**Dataset entries**
=== Begin Enclosure ===
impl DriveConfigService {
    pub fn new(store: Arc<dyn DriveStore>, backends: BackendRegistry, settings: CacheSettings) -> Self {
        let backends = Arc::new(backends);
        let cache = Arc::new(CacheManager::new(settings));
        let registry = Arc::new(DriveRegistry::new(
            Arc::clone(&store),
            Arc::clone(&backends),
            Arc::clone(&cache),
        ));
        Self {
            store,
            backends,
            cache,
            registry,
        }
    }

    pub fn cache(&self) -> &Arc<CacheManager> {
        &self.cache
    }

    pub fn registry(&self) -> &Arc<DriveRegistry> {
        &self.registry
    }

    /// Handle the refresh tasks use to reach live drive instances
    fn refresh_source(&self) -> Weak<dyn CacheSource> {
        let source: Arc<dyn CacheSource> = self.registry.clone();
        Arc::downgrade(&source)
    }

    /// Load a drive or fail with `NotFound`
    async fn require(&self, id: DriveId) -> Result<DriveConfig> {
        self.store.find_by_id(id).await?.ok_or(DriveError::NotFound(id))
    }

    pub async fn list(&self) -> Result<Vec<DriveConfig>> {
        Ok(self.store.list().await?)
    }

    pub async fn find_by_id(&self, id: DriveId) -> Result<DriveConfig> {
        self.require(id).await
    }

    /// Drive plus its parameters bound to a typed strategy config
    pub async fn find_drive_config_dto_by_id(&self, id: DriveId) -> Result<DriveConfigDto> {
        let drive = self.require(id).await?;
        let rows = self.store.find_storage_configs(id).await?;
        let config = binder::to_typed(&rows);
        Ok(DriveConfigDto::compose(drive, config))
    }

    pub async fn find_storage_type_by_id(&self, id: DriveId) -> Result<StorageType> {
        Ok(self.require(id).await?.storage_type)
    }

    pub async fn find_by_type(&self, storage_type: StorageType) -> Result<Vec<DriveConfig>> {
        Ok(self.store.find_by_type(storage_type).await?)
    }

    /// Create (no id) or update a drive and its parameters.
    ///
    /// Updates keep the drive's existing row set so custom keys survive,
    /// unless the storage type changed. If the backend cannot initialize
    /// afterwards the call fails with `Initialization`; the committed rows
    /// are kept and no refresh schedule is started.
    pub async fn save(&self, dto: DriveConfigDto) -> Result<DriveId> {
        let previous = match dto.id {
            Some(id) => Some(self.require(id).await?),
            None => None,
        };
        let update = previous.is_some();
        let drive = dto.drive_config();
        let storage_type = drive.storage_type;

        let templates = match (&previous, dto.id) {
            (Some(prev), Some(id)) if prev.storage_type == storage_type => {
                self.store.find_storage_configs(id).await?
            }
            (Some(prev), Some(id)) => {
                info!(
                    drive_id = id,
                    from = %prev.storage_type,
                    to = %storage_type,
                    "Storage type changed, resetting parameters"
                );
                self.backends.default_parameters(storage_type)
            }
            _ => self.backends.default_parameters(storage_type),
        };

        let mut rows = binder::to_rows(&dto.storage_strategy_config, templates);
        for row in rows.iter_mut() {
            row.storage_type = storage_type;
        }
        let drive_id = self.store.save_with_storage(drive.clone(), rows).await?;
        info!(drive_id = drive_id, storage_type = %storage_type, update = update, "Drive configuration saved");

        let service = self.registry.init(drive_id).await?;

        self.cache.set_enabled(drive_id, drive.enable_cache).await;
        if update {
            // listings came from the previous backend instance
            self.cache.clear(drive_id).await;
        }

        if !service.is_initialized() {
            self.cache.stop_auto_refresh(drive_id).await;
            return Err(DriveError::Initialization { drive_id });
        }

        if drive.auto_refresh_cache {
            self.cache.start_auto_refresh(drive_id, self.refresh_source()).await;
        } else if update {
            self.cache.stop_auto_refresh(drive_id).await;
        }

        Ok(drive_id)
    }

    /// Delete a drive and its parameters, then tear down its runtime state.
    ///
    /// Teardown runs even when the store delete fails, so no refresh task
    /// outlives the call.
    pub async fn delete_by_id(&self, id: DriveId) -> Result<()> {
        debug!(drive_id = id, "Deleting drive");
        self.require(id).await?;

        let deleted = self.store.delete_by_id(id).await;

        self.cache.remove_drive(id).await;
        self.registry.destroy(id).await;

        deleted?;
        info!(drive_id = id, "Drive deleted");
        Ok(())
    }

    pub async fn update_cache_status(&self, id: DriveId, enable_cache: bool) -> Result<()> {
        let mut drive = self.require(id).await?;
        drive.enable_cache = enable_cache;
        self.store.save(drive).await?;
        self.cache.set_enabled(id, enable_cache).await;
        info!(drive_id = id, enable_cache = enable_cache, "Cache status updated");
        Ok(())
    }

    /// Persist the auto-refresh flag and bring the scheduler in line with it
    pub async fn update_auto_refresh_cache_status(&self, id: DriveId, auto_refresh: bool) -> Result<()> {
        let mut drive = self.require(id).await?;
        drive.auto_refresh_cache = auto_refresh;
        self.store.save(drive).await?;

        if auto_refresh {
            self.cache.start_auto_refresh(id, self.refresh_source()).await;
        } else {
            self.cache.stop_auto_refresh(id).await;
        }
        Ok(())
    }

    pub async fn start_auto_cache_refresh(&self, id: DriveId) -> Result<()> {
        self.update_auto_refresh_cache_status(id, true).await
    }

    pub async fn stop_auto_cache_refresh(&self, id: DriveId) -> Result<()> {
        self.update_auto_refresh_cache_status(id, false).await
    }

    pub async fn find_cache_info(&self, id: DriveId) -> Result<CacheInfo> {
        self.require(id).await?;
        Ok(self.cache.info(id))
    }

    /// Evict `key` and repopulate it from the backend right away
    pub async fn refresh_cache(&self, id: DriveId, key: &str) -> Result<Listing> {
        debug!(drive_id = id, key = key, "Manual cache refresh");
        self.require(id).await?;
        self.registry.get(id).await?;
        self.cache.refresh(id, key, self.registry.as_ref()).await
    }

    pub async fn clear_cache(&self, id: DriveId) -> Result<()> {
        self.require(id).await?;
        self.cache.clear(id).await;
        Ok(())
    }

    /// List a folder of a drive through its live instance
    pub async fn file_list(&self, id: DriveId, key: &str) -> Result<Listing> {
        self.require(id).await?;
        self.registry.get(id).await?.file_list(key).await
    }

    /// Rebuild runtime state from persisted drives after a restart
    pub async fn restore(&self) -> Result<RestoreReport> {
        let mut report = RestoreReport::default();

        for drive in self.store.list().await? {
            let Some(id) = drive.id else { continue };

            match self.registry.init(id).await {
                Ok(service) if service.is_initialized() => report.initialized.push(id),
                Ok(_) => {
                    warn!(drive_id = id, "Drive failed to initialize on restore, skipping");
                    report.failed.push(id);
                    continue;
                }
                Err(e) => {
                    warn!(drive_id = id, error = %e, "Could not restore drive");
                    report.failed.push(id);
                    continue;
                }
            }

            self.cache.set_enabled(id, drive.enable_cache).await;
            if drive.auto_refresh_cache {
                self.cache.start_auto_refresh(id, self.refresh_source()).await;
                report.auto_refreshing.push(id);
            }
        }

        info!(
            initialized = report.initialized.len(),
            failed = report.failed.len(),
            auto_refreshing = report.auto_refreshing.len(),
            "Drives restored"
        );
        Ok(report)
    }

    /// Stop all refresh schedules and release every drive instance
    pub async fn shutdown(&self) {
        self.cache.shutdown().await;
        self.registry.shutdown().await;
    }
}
=== End Enclosure ===
**TO DO**
This exercise requires an exact copy of all the records.

**RESULT**
impl DriveConfigService {
    pub fn new(store: Arc<dyn DriveStore>, backends: BackendRegistry, settings: CacheSettings) -> Self {
        let backends = Arc::new(backends);
        let cache = Arc::new(CacheManager::new(settings));
        let registry = Arc::new(DriveRegistry::new(
            Arc::clone(&store),
            Arc::clone(&backends),
            Arc::clone(&cache),
        ));
        Self {
            store,
            backends,
            cache,
            registry,
        }
    }

    pub fn cache(&self) -> &Arc<CacheManager> {
        &self.cache
    }

    pub fn registry(&self) -> &Arc<DriveRegistry> {
        &self.registry
    }

    /// Handle the refresh tasks use to reach live drive instances
    fn refresh_source(&self) -> Weak<dyn CacheSource> {
        let source: Arc<dyn CacheSource> = self.registry.clone();
        Arc::downgrade(&source)
    }

    /// Load a drive or fail with `NotFound`
    async fn require(&self, id: DriveId) -> Result<DriveConfig> {
        self.store.find_by_id(id).await?.ok_or(DriveError::NotFound(id))
    }

    pub async fn list(&self) -> Result<Vec<DriveConfig>> {
        Ok(self.store.list().await?)
    }

    pub async fn find_by_id(&self, id: DriveId) -> Result<DriveConfig> {
        self.require(id).await
    }

    /// Drive plus its parameters bound to a typed strategy config
    pub async fn find_drive_config_dto_by_id(&self, id: DriveId) -> Result<DriveConfigDto> {
        let drive = self.require(id).await?;
        let rows = self.store.find_storage_configs(id).await?;
        let config = binder::to_typed(&rows);
        Ok(DriveConfigDto::compose(drive, config))
    }

    pub async fn find_storage_type_by_id(&self, id: DriveId) -> Result<StorageType> {
        Ok(self.require(id).await?.storage_type)
    }

    pub async fn find_by_type(&self, storage_type: StorageType) -> Result<Vec<DriveConfig>> {
        Ok(self.store.find_by_type(storage_type).await?)
    }

    /// Create (no id) or update a drive and its parameters.
    ///
    /// Updates keep the drive's existing row set so custom keys survive,
    /// unless the storage type changed. If the backend cannot initialize
    /// afterwards the call fails with `Initialization`; the committed rows
    /// are kept and no refresh schedule is started.
    pub async fn save(&self, dto: DriveConfigDto) -> Result<DriveId> {
        let previous = match dto.id {
            Some(id) => Some(self.require(id).await?),
            None => None,
        };
        let update = previous.is_some();
        let drive = dto.drive_config();
        let storage_type = drive.storage_type;

        let templates = match (&previous, dto.id) {
            (Some(prev), Some(id)) if prev.storage_type == storage_type => {
                self.store.find_storage_configs(id).await?
            }
            (Some(prev), Some(id)) => {
                info!(
                    drive_id = id,
                    from = %prev.storage_type,
                    to = %storage_type,
                    "Storage type changed, resetting parameters"
                );
                self.backends.default_parameters(storage_type)
            }
            _ => self.backends.default_parameters(storage_type),
        };

        let mut rows = binder::to_rows(&dto.storage_strategy_config, templates);
        for row in rows.iter_mut() {
            row.storage_type = storage_type;
        }
        let drive_id = self.store.save_with_storage(drive.clone(), rows).await?;
        info!(drive_id = drive_id, storage_type = %storage_type, update = update, "Drive configuration saved");

        let service = self.registry.init(drive_id).await?;

        self.cache.set_enabled(drive_id, drive.enable_cache).await;
        if update {
            // listings came from the previous backend instance
            self.cache.clear(drive_id).await;
        }

        if !service.is_initialized() {
            self.cache.stop_auto_refresh(drive_id).await;
            return Err(DriveError::Initialization { drive_id });
        }

        if drive.auto_refresh_cache {
            self.cache.start_auto_refresh(drive_id, self.refresh_source()).await;
        } else if update {
            self.cache.stop_auto_refresh(drive_id).await;
        }

        Ok(drive_id)
    }

    /// Delete a drive and its parameters, then tear down its runtime state.
    ///
    /// Teardown runs even when the store delete fails, so no refresh task
    /// outlives the call.
    pub async fn delete_by_id(&self, id: DriveId) -> Result<()> {
        debug!(drive_id = id, "Deleting drive");
        self.require(id).await?;

        let deleted = self.store.delete_by_id(id).await;

        self.cache.remove_drive(id).await;
        self.registry.destroy(id).await;

        deleted?;
        info!(drive_id = id, "Drive deleted");
        Ok(())
    }

    pub async fn update_cache_status(&self, id: DriveId, enable_cache: bool) -> Result<()> {
        let mut drive = self.require(id).await?;
        drive.enable_cache = enable_cache;
        self.store.save(drive).await?;
        self.cache.set_enabled(id, enable_cache).await;
        info!(drive_id = id, enable_cache = enable_cache, "Cache status updated");
        Ok(())
    }

    /// Persist the auto-refresh flag and bring the scheduler in line with it
    pub async fn update_auto_refresh_cache_status(&self, id: DriveId, auto_refresh: bool) -> Result<()> {
        let mut drive = self.require(id).await?;
        drive.auto_refresh_cache = auto_refresh;
        self.store.save(drive).await?;

        if auto_refresh {
            self.cache.start_auto_refresh(id, self.refresh_source()).await;
        } else {
            self.cache.stop_auto_refresh(id).await;
        }
        Ok(())
    }

    pub async fn start_auto_cache_refresh(&self, id: DriveId) -> Result<()> {
        self.update_auto_refresh_cache_status(id, true).await
    }

    pub async fn stop_auto_cache_refresh(&self, id: DriveId) -> Result<()> {
        self.update_auto_refresh_cache_status(id, false).await
    }

    pub async fn find_cache_info(&self, id: DriveId) -> Result<CacheInfo> {
        self.require(id).await?;
        Ok(self.cache.info(id))
    }

    /// Evict `key` and repopulate it from the backend right away
    pub async fn refresh_cache(&self, id: DriveId, key: &str) -> Result<Listing> {
        debug!(drive_id = id, key = key, "Manual cache refresh");
        self.require(id).await?;
        self.registry.get(id).await?;
        self.cache.refresh(id, key, self.registry.as_ref()).await
    }

    pub async fn clear_cache(&self, id: DriveId) -> Result<()> {
        self.require(id).await?;
        self.cache.clear(id).await;
        Ok(())
    }

    /// List a folder of a drive through its live instance
    pub async fn file_list(&self, id: DriveId, key: &str) -> Result<Listing> {
        self.require(id).await?;
        self.registry.get(id).await?.file_list(key).await
    }

    /// Rebuild runtime state from persisted drives after a restart
    pub async fn restore(&self) -> Result<RestoreReport> {
        let mut report = RestoreReport::default();

        for drive in self.store.list().await? {
            let Some(id) = drive.id else { continue };

            match self.registry.init(id).await {
                Ok(service) if service.is_initialized() => report.initialized.push(id),
                Ok(_) => {
                    warn!(drive_id = id, "Drive failed to initialize on restore, skipping");
                    report.failed.push(id);
                    continue;
                }
                Err(e) => {
                    warn!(drive_id = id, error = %e, "Could not restore drive");
                    report.failed.push(id);
                    continue;
                }
            }

            self.cache.set_enabled(id, drive.enable_cache).await;
            if drive.auto_refresh_cache {
                self.cache.start_auto_refresh(id, self.refresh_source()).await;
                report.auto_refreshing.push(id);
            }
        }

        info!(
            initialized = report.initialized.len(),
            failed = report.failed.len(),
            auto_refreshing = report.auto_refreshing.len(),
            "Drives restored"
        );
        Ok(report)
    }

    /// Stop all refresh schedules and release every drive instance
    pub async fn shutdown(&self) {
        self.cache.shutdown().await;
        self.registry.shutdown().await;
    }
}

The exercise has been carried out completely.